The race is on to create and distribute a safe and effective vaccine against SARS-CoV-2 for the world. Historically, a vaccine’s efficacy against dangerous agents is tested by seeing whether vaccinated subjects in endemic areas have lower incidence of the disease than the surrounding population. Alternatively, if there’s a reasonable treatment for the condition, then those subjects might be exposed to the agent.
A thought experiment.
What if the FDA learns the best vaccine candidate was tested overseas using prisoners challenged with SARS-CoV-2 exposure? Assume the safety profile and evidence of efficacy are excellent. Should the FDA allow the compound to be marketed and distributed in the US?
Now assume the submitted data package is unchanged but the trial investigators overseas made no mention of using prisoners. That fact is only learned from leaked documents exposing the details. What now? Should the vaccine, if approved, be withheld from the US market?
The reason I bring this up is because of a position taken by virologists on a podcast I’ve been listening to: This Week in Virology.

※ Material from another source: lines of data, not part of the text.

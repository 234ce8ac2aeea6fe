//! In-memory fakes for the submission protocol tests.
//!
//! `MemoryTaskStore` mirrors the durable store's contract (tagged
//! rate-limit outcome, rows-matched update semantics) and exposes
//! failure knobs so tests can force each compensation path.

#![allow(dead_code)]

use std::collections::VecDeque;
use std::sync::atomic::{AtomicI64, AtomicU32, Ordering};
use std::sync::{Arc, Mutex};

use async_trait::async_trait;
use serde_json::{json, Value};

use pictor_core::catalog::{ModelCatalog, ModelSpec, ParseError};
use pictor_core::types::{ModelId, Platform, TaskType, UserId};
use pictor_db::models::generation_task::{FallbackRewrite, GenerationTask, PlaceholderTask};
use pictor_db::models::status::{GenerationStatus, StatusId, IN_FLIGHT_STATUSES};
use pictor_db::store::{CreateOutcome, CreditLedger, LedgerError, StoreError, TaskStore};
use pictor_orchestrator::Orchestrator;
use pictor_providers::{AdapterError, ProviderAdapter, ProviderRegistry};

pub const CALLBACK_URL: &str = "http://callback.test/api/v1/generation/webhook";

// ---------------------------------------------------------------------------
// Task store fake
// ---------------------------------------------------------------------------

/// Behaviour of the category quota check.
pub enum QuotaBehavior {
    Allow,
    Deny,
    Unavailable,
}

pub struct MemoryTaskStore {
    rows: Mutex<Vec<GenerationTask>>,
    next_id: AtomicI64,
    /// Number of upcoming creates to refuse as rate-limited.
    rate_limit_remaining: AtomicU32,
    /// Number of upcoming updates to answer with zero rows matched.
    update_failures_remaining: AtomicU32,
    quota: Mutex<QuotaBehavior>,
}

impl MemoryTaskStore {
    pub fn new() -> Arc<Self> {
        Arc::new(Self {
            rows: Mutex::new(Vec::new()),
            next_id: AtomicI64::new(1),
            rate_limit_remaining: AtomicU32::new(0),
            update_failures_remaining: AtomicU32::new(0),
            quota: Mutex::new(QuotaBehavior::Allow),
        })
    }

    pub fn rate_limit_next(&self, count: u32) {
        self.rate_limit_remaining.store(count, Ordering::SeqCst);
    }

    pub fn fail_next_updates(&self, count: u32) {
        self.update_failures_remaining.store(count, Ordering::SeqCst);
    }

    pub fn set_quota(&self, behavior: QuotaBehavior) {
        *self.quota.lock().unwrap() = behavior;
    }

    pub fn row_count(&self) -> usize {
        self.rows.lock().unwrap().len()
    }

    pub fn find(&self, task_id: &str) -> Option<GenerationTask> {
        self.rows
            .lock()
            .unwrap()
            .iter()
            .find(|r| r.task_id == task_id)
            .cloned()
    }

    /// Seed a pre-existing row (e.g. an in-flight task or a fallback
    /// candidate).
    pub fn seed_row(&self, task_id: &str, user_id: UserId, cost: f64, status: GenerationStatus) {
        let row = self.build_row(
            task_id,
            user_id,
            5,
            "test/video-model",
            "fal",
            "video",
            cost,
            json!({"prompt": "seeded"}),
            status.id(),
        );
        self.rows.lock().unwrap().push(row);
    }

    #[allow(clippy::too_many_arguments)]
    fn build_row(
        &self,
        task_id: &str,
        user_id: UserId,
        model_id: ModelId,
        model_name: &str,
        platform: &str,
        task_type: &str,
        cost: f64,
        payload: Value,
        status_id: StatusId,
    ) -> GenerationTask {
        let now = chrono::Utc::now();
        GenerationTask {
            id: self.next_id.fetch_add(1, Ordering::SeqCst),
            task_id: task_id.to_owned(),
            previous_task_id: None,
            user_id,
            model_id,
            model_name: model_name.to_owned(),
            platform: platform.to_owned(),
            task_type: task_type.to_owned(),
            cost,
            payload,
            tool: None,
            status_id,
            created_at: now,
            updated_at: now,
        }
    }

    /// Consume one unit from a countdown knob; true while armed.
    fn consume(counter: &AtomicU32) -> bool {
        counter
            .fetch_update(Ordering::SeqCst, Ordering::SeqCst, |n| n.checked_sub(1))
            .is_ok()
    }
}

#[async_trait]
impl TaskStore for MemoryTaskStore {
    async fn create_placeholder(
        &self,
        fields: &PlaceholderTask,
    ) -> Result<CreateOutcome, StoreError> {
        if Self::consume(&self.rate_limit_remaining) {
            return Ok(CreateOutcome::RateLimited);
        }
        let row = self.build_row(
            &fields.task_id,
            fields.user_id,
            fields.model_id,
            &fields.model_name,
            &fields.platform,
            &fields.task_type,
            fields.cost,
            fields.payload.clone(),
            GenerationStatus::Pending.id(),
        );
        self.rows.lock().unwrap().push(row.clone());
        Ok(CreateOutcome::Created(row))
    }

    async fn update_task_id(
        &self,
        old_task_id: &str,
        new_task_id: &str,
    ) -> Result<u64, StoreError> {
        if Self::consume(&self.update_failures_remaining) {
            return Ok(0);
        }
        let mut rows = self.rows.lock().unwrap();
        match rows.iter_mut().find(|r| r.task_id == old_task_id) {
            Some(row) => {
                row.task_id = new_task_id.to_owned();
                Ok(1)
            }
            None => Ok(0),
        }
    }

    async fn delete_by_task_id(&self, task_id: &str) -> Result<(), StoreError> {
        self.rows.lock().unwrap().retain(|r| r.task_id != task_id);
        Ok(())
    }

    async fn in_flight_costs(&self, user_id: UserId) -> Result<Vec<f64>, StoreError> {
        Ok(self
            .rows
            .lock()
            .unwrap()
            .iter()
            .filter(|r| r.user_id == user_id && IN_FLIGHT_STATUSES.contains(&r.status_id))
            .map(|r| r.cost)
            .collect())
    }

    async fn category_quota_allows(
        &self,
        _user_id: UserId,
        _task_type: &str,
    ) -> Result<bool, StoreError> {
        match *self.quota.lock().unwrap() {
            QuotaBehavior::Allow => Ok(true),
            QuotaBehavior::Deny => Ok(false),
            QuotaBehavior::Unavailable => {
                Err(StoreError::Unavailable("quota service unreachable".into()))
            }
        }
    }

    async fn apply_fallback(
        &self,
        original_task_id: &str,
        rewrite: &FallbackRewrite,
    ) -> Result<u64, StoreError> {
        let mut rows = self.rows.lock().unwrap();
        match rows.iter_mut().find(|r| r.task_id == original_task_id) {
            Some(row) => {
                row.previous_task_id = Some(row.task_id.clone());
                row.task_id = rewrite.task_id.clone();
                row.model_id = rewrite.model_id;
                row.model_name = rewrite.model_name.clone();
                row.platform = rewrite.platform.clone();
                row.payload = rewrite.payload.clone();
                row.status_id = GenerationStatus::Pending.id();
                Ok(1)
            }
            None => Ok(0),
        }
    }
}

// ---------------------------------------------------------------------------
// Credit ledger fake
// ---------------------------------------------------------------------------

pub struct MemoryLedger {
    balance: f64,
    unavailable: bool,
}

impl MemoryLedger {
    pub fn with_balance(balance: f64) -> Arc<Self> {
        Arc::new(Self {
            balance,
            unavailable: false,
        })
    }

    pub fn unavailable() -> Arc<Self> {
        Arc::new(Self {
            balance: 0.0,
            unavailable: true,
        })
    }
}

#[async_trait]
impl CreditLedger for MemoryLedger {
    async fn can_consume(&self, _user_id: UserId, amount: f64) -> Result<bool, LedgerError> {
        if self.unavailable {
            return Err(LedgerError::Unavailable("ledger unreachable".into()));
        }
        Ok(self.balance >= amount)
    }
}

// ---------------------------------------------------------------------------
// Provider adapter fake
// ---------------------------------------------------------------------------

/// One scripted `submit` outcome.
pub enum Scripted {
    Succeed(&'static str),
    Fail,
}

pub struct FakeAdapter {
    platform: Platform,
    script: Mutex<VecDeque<Scripted>>,
    cancelled: Mutex<Vec<String>>,
    cancellable: bool,
}

impl FakeAdapter {
    pub fn new(platform: Platform) -> Self {
        Self {
            platform,
            script: Mutex::new(VecDeque::new()),
            cancelled: Mutex::new(Vec::new()),
            cancellable: false,
        }
    }

    pub fn cancellable(mut self) -> Self {
        self.cancellable = true;
        self
    }

    pub fn scripted(self, results: impl IntoIterator<Item = Scripted>) -> Self {
        self.script.lock().unwrap().extend(results);
        self
    }

    pub fn cancelled_ids(&self) -> Vec<String> {
        self.cancelled.lock().unwrap().clone()
    }
}

#[async_trait]
impl ProviderAdapter for FakeAdapter {
    fn platform(&self) -> Platform {
        self.platform
    }

    async fn submit(
        &self,
        _job_name: &str,
        _input: &Value,
        _callback_url: &str,
    ) -> Result<String, AdapterError> {
        match self.script.lock().unwrap().pop_front() {
            Some(Scripted::Succeed(id)) => Ok(id.to_owned()),
            Some(Scripted::Fail) => Err(AdapterError::Rejected("scripted failure".into())),
            None => panic!("unscripted submit call"),
        }
    }

    fn supports_cancel(&self) -> bool {
        self.cancellable
    }

    async fn cancel(&self, task_id: &str) {
        if self.cancellable {
            self.cancelled.lock().unwrap().push(task_id.to_owned());
        }
    }
}

// ---------------------------------------------------------------------------
// Test catalog
// ---------------------------------------------------------------------------

pub const TEST_MODEL: ModelId = 900;
pub const TEST_IMAGE_MODEL: ModelId = 901;
pub const TEST_UPGRADING_MODEL: ModelId = 902;
pub const TEST_REJECTING_MODEL: ModelId = 903;

fn cost_ten(_: &Value) -> f64 {
    10.0
}

fn parse_passthrough(params: &Value) -> Result<Value, ParseError> {
    Ok(params.clone())
}

fn parse_reject(_: &Value) -> Result<Value, ParseError> {
    Err(ParseError::new("prompt is required"))
}

fn upgrade_on_images(input: &Value) -> Option<ModelId> {
    input["images"]
        .as_array()
        .filter(|a| !a.is_empty())
        .map(|_| TEST_IMAGE_MODEL)
}

pub fn test_catalog() -> ModelCatalog {
    ModelCatalog::from_specs([
        (
            TEST_MODEL,
            ModelSpec {
                name: "test/video-model",
                platform: Platform::Fal,
                task_type: TaskType::Video,
                cost: cost_ten,
                parse: parse_passthrough,
                upgrade_by_input: None,
            },
        ),
        (
            TEST_IMAGE_MODEL,
            ModelSpec {
                name: "test/image-model",
                platform: Platform::Fal,
                task_type: TaskType::Image,
                cost: cost_ten,
                parse: parse_passthrough,
                upgrade_by_input: None,
            },
        ),
        (
            TEST_UPGRADING_MODEL,
            ModelSpec {
                name: "test/upgrading-model",
                platform: Platform::Fal,
                task_type: TaskType::Image,
                cost: cost_ten,
                parse: parse_passthrough,
                upgrade_by_input: Some(upgrade_on_images),
            },
        ),
        (
            TEST_REJECTING_MODEL,
            ModelSpec {
                name: "test/rejecting-model",
                platform: Platform::Fal,
                task_type: TaskType::Image,
                cost: cost_ten,
                parse: parse_reject,
                upgrade_by_input: None,
            },
        ),
    ])
}

// ---------------------------------------------------------------------------
// Harness
// ---------------------------------------------------------------------------

pub struct Harness {
    pub store: Arc<MemoryTaskStore>,
    pub adapter: Arc<FakeAdapter>,
    pub orchestrator: Orchestrator,
}

/// Wire an orchestrator around the fakes with the standard test
/// catalog.
pub fn harness(balance: f64, adapter: FakeAdapter) -> Harness {
    let store = MemoryTaskStore::new();
    let adapter = Arc::new(adapter);
    let registry = ProviderRegistry::new().register(adapter.clone());
    let orchestrator = Orchestrator::new(
        Arc::new(test_catalog()),
        Arc::new(registry),
        store.clone(),
        MemoryLedger::with_balance(balance),
        CALLBACK_URL.to_owned(),
    );
    Harness {
        store,
        adapter,
        orchestrator,
    }
}

pub fn user() -> UserId {
    uuid::Uuid::new_v4()
}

The panel’s consensus opinion seems to be challenging a patient with SARS-CoV-2 exposure after they’ve been vaccinated with a test vaccine would be unethical. They argue that a patient could get sick and die because there are no known highly efficacious treatments. That point is true. But, let’s step back a moment.
First, there are thousands of people ready, willing, and able to participate in vaccine trials including being challenged with virus exposure.
Next, Phase 1 preliminary safety studies are not without risk. Normally, such studies get the green light only after animal studies have demonstrated a reasonable safety profile. Nature does not always cooperate. Ever heard of BIA-2474 (sponsored by a company called Bial)? Most people have not. In 2016, that compound was tested in a Phase 1 safety trial. BIA-2474 was a FAAH inhibitor.
Drugs which enhance the activity of endocannabinoids such as cannabinoid receptor agonists, agents modifying cannabinoid transport or inhibiting their metabolism have the capacity to be used as analgesics, hypnotics, antiemetics, antihypertensive, antiasthmatics, antiepileptics, neuroprotectives, immunomodulatory, anti-inflammatory, alcohol withdrawal, and eating disorders.
One of the major advances in this field was the generation of fatty acid amide hydrolase (FAAH) inhibitors. FAAH hydrolyses the endocannabinoids with amide bonds including anandamide (AEA). Inhibition of FAAH would lead to extended endocannabinoid activity at its site of synthesis resulting in tissue selective activation of CB receptors. This enhanced endocannabinoid activity is suggested to be useful in the treatment of several clinical conditions. At present, a lot of research is being carried out to establish their role in the management of neuropathic pain.
FAAH inhibitors are being researched extensively, but none of them has reached market yet. Other clinical trials that are conducted on FAAH inhibitors are Merck’s MK-4409, Pfizer’s PF-04457845, and Vernalis’ V158866. None of these trials had reported any adverse effect with this group of agents, and they were considered safe in humans.
[Prior to human trials with BIA-2474], Bial performed studies on four animal species: rat, mice, dog, and monkey.
A total of 128 participants were enrolled in this trial, out of which ninety were dosed with compound, and the others were given placebo. Volunteers who were subjected to multiple doses of test drug were adversely affected, five of them were admitted to hospital, out of which one of the volunteers was declared brain dead and other four, were said to have irreversible brain damage. The magnetic resonance imaging (MRI) of the affected patients showed evidence of deep cerebral hemorrhage and necrosis.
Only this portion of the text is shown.